This tutorial is to show how to quickly build streaming ETL for PolarDB-X with Flink CDC.
Assuming we are running an e-commerce business. The product and order data stored in PolarDB-X.
We want to enrich the orders using the product table, and then load the enriched orders to ElasticSearch in real time.
In the following sections, we will describe how to use Flink PolarDB-X CDC to implement it.
All exercises in this tutorial are performed in the Flink SQL CLI, and the entire process uses standard SQL syntax, without a single line of Java/Scala code or IDE installation.
## Preparation
Prepare a Linux or MacOS computer with Docker installed.
### Starting components required
The components required in this demo are all managed in containers, so we will use `docker-compose` to start them.

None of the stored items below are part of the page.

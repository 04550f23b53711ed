//! Command-line definitions.

use clap::{Args, Parser, Subcommand};
use populate_json::GenerateArgs;
use populate_mongodb::{LoadArgs, MongoDBArgs};

#[derive(Parser, Debug)]
#[command(name = "delivery-seed")]
#[command(about = "Generate a synthetic food-delivery dataset and load it into MongoDB")]
#[command(long_about = None)]
#[command(args_conflicts_with_subcommands = true)]
pub struct Cli {
    #[command(subcommand)]
    pub command: Option<Commands>,

    /// Arguments of the default generate-then-load run
    #[command(flatten)]
    pub run: RunArgs,
}

#[derive(Subcommand, Debug)]
pub enum Commands {
    /// Generate the dataset and write one JSON file per collection
    Generate(GenerateArgs),

    /// Load previously written JSON files into MongoDB
    Load(LoadArgs),

    /// Generate the dataset, then load it
    Run(RunArgs),

    /// Create the query indexes on the loaded collections
    CreateIndexes {
        #[command(flatten)]
        mongo: MongoDBArgs,
    },

    /// Give every loaded restaurant a random location
    Geolocate {
        /// Random seed for the generated points
        #[arg(long)]
        seed: Option<u64>,

        #[command(flatten)]
        mongo: MongoDBArgs,
    },
}

/// Arguments of a generate-then-load run. Files are loaded from the
/// directory they were written to.
#[derive(Args, Clone, Debug, Default)]
pub struct RunArgs {
    #[command(flatten)]
    pub generate: GenerateArgs,

    /// Keep loading the remaining collections after one fails
    #[arg(long)]
    pub best_effort: bool,

    /// Load into an in-memory store instead of MongoDB
    #[arg(long)]
    pub dry_run: bool,

    #[command(flatten)]
    pub mongo: MongoDBArgs,
}

impl RunArgs {
    /// Load step arguments reading from the generate step's output.
    pub fn load_args(&self) -> LoadArgs {
        LoadArgs {
            input_dir: self.generate.output_dir.clone(),
            best_effort: self.best_effort,
            dry_run: self.dry_run,
            mongo: self.mongo.clone(),
        }
    }
}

Create `docker-compose.yml` file using following contents:
```
version: '2.1'
services:
polardbx:
polardbx:
image: polardbx/polardb-x:2.0.1
container_name: polardbx
ports:
- "8527:8527"
elasticsearch:
image: 'elastic/elasticsearch:7.6.0'
container_name: elasticsearch
environment:
- cluster.name=docker-cluster
- bootstrap.memory_lock=true
- ES_JAVA_OPTS=-Xms512m -Xmx512m
- discovery.type=single-node
ports:
- '9200:9200'
- '9300:9300'
ulimits:
memlock:
soft: -1
hard: -1
nofile:
soft: 65536
hard: 65536
kibana:
image: 'elastic/kibana:7.6.0'
container_name: kibana
ports:
- '5601:5601'
volumes:
- '/var/run/docker.sock:/var/run/docker.sock'
```
The Docker Compose environment consists of the following containers:
- PolarDB-X: the `products`,`orders` tables will be store in the database. They will be joined enrich the orders.
- Elasticsearch: mainly used as a data sink to store enriched orders.

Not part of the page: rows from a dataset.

//! Bulk loading of entity files into their collections.

use crate::error::LoadError;
use crate::store::DocumentStore;
use bson::Document;
use seed_core::EntityKind;
use serde_json::Value;
use std::path::{Path, PathBuf};
use std::time::{Duration, Instant};
use tracing::{debug, info, warn};

/// What to do after a collection fails to load.
#[derive(Debug, Clone, Copy, PartialEq, Eq, Default)]
pub enum FailureMode {
    /// Stop at the first failure; later collections are not attempted.
    #[default]
    FailFast,
    /// Attempt every collection and report each outcome.
    BestEffort,
}

/// Decoded content of an entity file.
#[derive(Debug, Clone, PartialEq)]
pub enum Payload {
    /// A JSON array of documents, inserted as one batch.
    Many(Vec<Document>),
    /// A single JSON object, inserted alone.
    One(Document),
}

/// Outcome of loading one collection.
#[derive(Debug)]
pub struct CollectionOutcome {
    pub kind: EntityKind,
    /// Number of documents inserted, or why the collection failed.
    pub result: Result<u64, LoadError>,
}

impl CollectionOutcome {
    pub fn collection(&self) -> &'static str {
        self.kind.collection_name()
    }

    pub fn is_inserted(&self) -> bool {
        self.result.is_ok()
    }
}

/// Per-collection results of a load run, in attempt order.
///
/// In fail-fast mode collections after the first failure do not appear.
#[derive(Debug, Default)]
pub struct LoadReport {
    pub outcomes: Vec<CollectionOutcome>,
    pub total_duration: Duration,
}

impl LoadReport {
    /// Documents inserted across all successful collections.
    pub fn documents_inserted(&self) -> u64 {
        self.outcomes
            .iter()
            .filter_map(|outcome| outcome.result.as_ref().ok())
            .sum()
    }

    pub fn is_success(&self) -> bool {
        self.outcomes.iter().all(CollectionOutcome::is_inserted)
    }

    pub fn failures(&self) -> impl Iterator<Item = &CollectionOutcome> {
        self.outcomes.iter().filter(|outcome| !outcome.is_inserted())
    }

    /// The first failure, if any.
    pub fn first_error(&self) -> Option<&LoadError> {
        self.outcomes
            .iter()
            .find_map(|outcome| outcome.result.as_ref().err())
    }

    /// Turn the report into the total inserted count or the first error.
    pub fn into_result(self) -> Result<u64, LoadError> {
        let mut inserted = 0;
        for outcome in self.outcomes {
            inserted += outcome.result?;
        }
        Ok(inserted)
    }
}

/// Decode an entity file's content.
///
/// Arrays must contain only objects. Anything other than an array or an
/// object is rejected.
pub fn decode_payload(path: &Path, contents: &str) -> Result<Payload, LoadError> {
    let value: Value =
        serde_json::from_str(contents).map_err(|err| LoadError::file(path, err))?;

    match value {
        Value::Array(items) => items
            .into_iter()
            .enumerate()
            .map(|(position, item)| to_document(path, item, Some(position)))
            .collect::<Result<Vec<_>, _>>()
            .map(Payload::Many),
        object @ Value::Object(_) => to_document(path, object, None).map(Payload::One),
        other => Err(LoadError::file(
            path,
            format!("expected an array or an object, found {}", json_type(&other)),
        )),
    }
}

fn to_document(path: &Path, value: Value, position: Option<usize>) -> Result<Document, LoadError> {
    let location = position
        .map(|p| format!("element {p}"))
        .unwrap_or_else(|| "document".to_string());

    match value {
        Value::Object(map) => Document::try_from(map)
            .map_err(|err| LoadError::file(path, format!("{location}: {err}"))),
        other => Err(LoadError::file(
            path,
            format!("{location} is {}, expected an object", json_type(&other)),
        )),
    }
}

fn json_type(value: &Value) -> &'static str {
    match value {
        Value::Null => "null",
        Value::Bool(_) => "a boolean",
        Value::Number(_) => "a number",
        Value::String(_) => "a string",
        Value::Array(_) => "an array",
        Value::Object(_) => "an object",
    }
}

/// Loads the entity files of a directory into a ready store.
///
/// The store must already have passed its liveness check (see
/// [`MongoStore::connect`](crate::MongoStore::connect)).
pub struct Loader<'a> {
    store: &'a dyn DocumentStore,
    mode: FailureMode,
}

impl<'a> Loader<'a> {
    pub fn new(store: &'a dyn DocumentStore) -> Self {
        Self {
            store,
            mode: FailureMode::default(),
        }
    }

    pub fn with_failure_mode(mut self, mode: FailureMode) -> Self {
        self.mode = mode;
        self
    }

    pub fn failure_mode(&self) -> FailureMode {
        self.mode
    }

    /// Read, decode and insert one file into `collection`.
    ///
    /// An empty array inserts nothing and reports 0.
    pub async fn load_file(&self, path: &Path, collection: &str) -> Result<u64, LoadError> {
        debug!("Reading {}", path.display());
        let contents = tokio::fs::read_to_string(path)
            .await
            .map_err(|err| LoadError::file(path, err))?;

        match decode_payload(path, &contents)? {
            Payload::Many(documents) if documents.is_empty() => {
                warn!("{} holds no documents, nothing to insert", path.display());
                Ok(0)
            }
            Payload::Many(documents) => self.store.insert_many(collection, documents).await,
            Payload::One(document) => self.store.insert_one(collection, document).await,
        }
    }

    /// Load the five entity files of `dir` in collection order.
    pub async fn load_dir(&self, dir: &Path) -> LoadReport {
        let start_time = Instant::now();
        let mut report = LoadReport::default();

        for kind in EntityKind::ALL {
            let path: PathBuf = dir.join(kind.file_name());
            let collection = kind.collection_name();
            let result = self.load_file(&path, collection).await;

            match &result {
                Ok(inserted) => info!(
                    "Data inserted into collection '{}' ({} documents)",
                    collection, inserted
                ),
                Err(err) => warn!("Collection '{}' failed: {}", collection, err),
            }

            let failed = result.is_err();
            report.outcomes.push(CollectionOutcome { kind, result });

            if failed && self.mode == FailureMode::FailFast {
                break;
            }
        }

        report.total_duration = start_time.elapsed();
        info!(
            "Load finished: {} documents in {:?}, {} of {} collections failed",
            report.documents_inserted(),
            report.total_duration,
            report.failures().count(),
            report.outcomes.len()
        );
        report
    }
}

- Kibana: used to visualize the data in Elasticsearch.
To start all containers, run the following command in the directory that contains the `docker-compose.yml` file.
```shell
docker-compose up -d
```
This command automatically starts all the containers defined in the Docker Compose configuration in a detached mode. Run docker ps to check whether these containers are running properly.
We can also visit [http://localhost:5601/](http://localhost:5601/) to see if Kibana is running normally.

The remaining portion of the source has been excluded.